3. Which resolution will you game at?
Ans:

4. What are your current computer specifications?
Ans:


----------



## saswat23 (Apr 17, 2013)

Piyushgenwa said:


> Hey guys i want to put my query here. I want to buy a gift for my birthday in the end of this month. My budget is around 10-15k.So should i buy an xbox 360 or should upgrade my graphics card. The problem is, is the era of xbox ending this year?
> I am worried that if i buy the xbox now then in an year, there will be no game releases for it. IS IT TRUE? Please Advise



I prefer PC gaming to Console gaming. 
If you really love playing games on Console then you can PS3 for 16k easily. That would be best option. XBOX 360 is gonna die soon after XBOX 720 becomes popular.


----------



## digitaltab (Apr 17, 2013)

three cases, 
case 1: you buy a graphics card today worth 15k (suppose you have a good power supply and rest config). 2-3 years later, you'll have to buy a new graphics card as there will be new graphics hungry games and your graphics card won't be able to give you a decent gaming experience. Ending: you are grounded.

case 2: you buy xbox 360, june probably they'll announce their next gen xbox in E3 2013. Next year Q1 as believed by many sites, it will be selling in the whole world. if delay then next year Q2 . that means in next 1 year, there will be next gen xbox selling in India. games will not be released for 360. Ending: you are grounded.

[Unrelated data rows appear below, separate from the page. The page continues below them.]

use std::path::Path;

use crate::ai::model_manager::{ModelManagerUnion, RewardOptions};
use crate::env::EnvFactory;
use crate::error::ConfigError;
use crate::training::harness::EvaluationSettings;

/// One gym scenario: which environment, which model, and how to train and
/// judge it. Loadable from TOML.
#[derive(Debug, Clone, PartialEq, serde::Serialize, serde::Deserialize)]
#[serde(deny_unknown_fields)]
pub struct ScenarioConfig {
    /// Registered environment name, e.g. `CartPole-v0`.
    pub env: String,
    pub model: ModelManagerUnion,
    pub replay_memory_size: usize,
    pub train_every_ts: usize,
    pub train_after_ts: usize,
    pub num_episodes: usize,
    pub passing_score_bar: f32,
    /// Per-episode step cap. Environments still end episodes themselves.
    #[serde(default)]
    pub max_steps: Option<usize>,
    #[serde(default)]
    pub seed: u64,
    #[serde(default)]
    pub reward_options: RewardOptions,
}

impl ScenarioConfig {
    /// Load and validate a scenario from a TOML file.
    pub fn load(path: &Path) -> Result<Self, ConfigError> {
        let content = std::fs::read_to_string(path).map_err(|e| ConfigError::FileRead {
            path: path.to_path_buf(),
            source: e,
        })?;
        Self::parse(&content)
    }

    /// Parse and validate a scenario from TOML text.
    pub fn parse(content: &str) -> Result<Self, ConfigError> {
        let config: ScenarioConfig = toml::from_str(content)?;
        config.validate()?;
        Ok(config)
    }

    /// Validate configuration values.
    pub fn validate(&self) -> Result<(), ConfigError> {
        if !EnvFactory::REGISTERED.contains(&self.env.as_str()) {
            return Err(ConfigError::UnknownEnvironment(self.env.clone()));
        }
        self.model.validate()?;

        if self.replay_memory_size == 0 {
            return Err(ConfigError::Validation(
                "replay_memory_size must be > 0".into(),
            ));
        }
        if self.train_every_ts == 0 {
            return Err(ConfigError::Validation(
                "train_every_ts must be > 0".into(),
            ));
        }
        if self.num_episodes == 0 {
            return Err(ConfigError::Validation(
                "num_episodes must be > 0".into(),
            ));
        }
        if self.max_steps == Some(0) {
            return Err(ConfigError::Validation("max_steps must be > 0".into()));
        }
        if !self.passing_score_bar.is_finite() {
            return Err(ConfigError::Validation(
                "passing_score_bar must be finite".into(),
            ));
        }

        let ModelManagerUnion::DiscreteDqn(dqn) = &self.model;
        if dqn.minibatch_size > self.replay_memory_size {
            return Err(ConfigError::Validation(format!(
                "model.DiscreteDqn.minibatch_size ({}) must be <= replay_memory_size ({})",
                dqn.minibatch_size, self.replay_memory_size
            )));
        }

        Ok(())
    }

    /// Parameters of the evaluation run itself.
    pub fn evaluation_settings(&self) -> EvaluationSettings {
        EvaluationSettings {
            replay_memory_size: self.replay_memory_size,
            train_every_ts: self.train_every_ts,
            train_after_ts: self.train_after_ts,
            num_episodes: self.num_episodes,
            max_steps: self.max_steps,
            passing_score_bar: self.passing_score_bar,
            seed: self.seed,
            reward_options: self.reward_options.clone(),
        }
    }
}
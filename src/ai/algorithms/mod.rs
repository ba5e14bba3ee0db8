mod dqn;
mod q_policy;

pub use dqn::{DqnConfig, DqnTrainer, SharedQNetwork};
pub use q_policy::{argmax, GreedyServingPolicy, QFunction, SoftmaxPolicy};
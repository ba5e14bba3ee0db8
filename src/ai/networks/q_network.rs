use burn::nn::{Linear, LinearConfig, Relu};
use burn::prelude::*;

/// Fully connected Q-network over a flat feature vector.
///
/// ```text
/// Input:  [batch, input_size]
/// Hidden: input_size -> hidden_sizes[0] -> ... each followed by ReLU
/// Output: last hidden -> num_actions  (Q-values, one per action)
/// ```
#[derive(Module, Debug)]
pub struct QNetwork<B: Backend> {
    hidden: Vec<Linear<B>>,
    output: Linear<B>,
    relu: Relu,
}

#[derive(Config, Debug)]
pub struct QNetworkConfig {
    pub input_size: usize,
    pub hidden_sizes: Vec<usize>,
    pub num_actions: usize,
}

impl QNetworkConfig {
    pub fn init<B: Backend>(&self, device: &B::Device) -> QNetwork<B> {
        let mut hidden = Vec::with_capacity(self.hidden_sizes.len());
        let mut width = self.input_size;
        for &size in &self.hidden_sizes {
            hidden.push(LinearConfig::new(width, size).init(device));
            width = size;
        }
        QNetwork {
            hidden,
            output: LinearConfig::new(width, self.num_actions).init(device),
            relu: Relu::new(),
        }
    }
}

impl<B: Backend> QNetwork<B> {
    /// Forward pass: input [batch, input_size] -> output [batch, num_actions].
    pub fn forward(&self, input: Tensor<B, 2>) -> Tensor<B, 2> {
        let mut x = input;
        for layer in &self.hidden {
            x = self.relu.forward(layer.forward(x));
        }
        self.output.forward(x)
    }
}

#[cfg(test)]
mod tests {
    use super::*;
    use burn::backend::NdArray;

    type TestBackend = NdArray<f32>;

    #[test]
    fn test_network_output_shape() {
        let device = Default::default();
        let config = QNetworkConfig::new(4, vec![16, 8], 2);
        let network = config.init::<TestBackend>(&device);

        let input = Tensor::zeros([3, 4], &device);
        let output = network.forward(input);
        assert_eq!(output.shape().dims, [3, 2]);
    }

    #[test]
    fn test_network_without_hidden_layers() {
        let device = Default::default();
        let config = QNetworkConfig::new(25, vec![], 4);
        let network = config.init::<TestBackend>(&device);

        let input = Tensor::zeros([1, 25], &device);
        let output = network.forward(input);
        assert_eq!(output.shape().dims, [1, 4]);
    }
}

case 3: Wait till its release and launch in the market, it'll be all done in 1 year and on or before your next birthday (till then you'll save more money to buy this one), you'll be playing on next gen xbox; which will be there for atleast next 5-6 years or more who knows...   Ending: you are not grounded, you used your brain (my brain actually) , waited for some months and you are enjoying next gen xbox which is safe for next many years... 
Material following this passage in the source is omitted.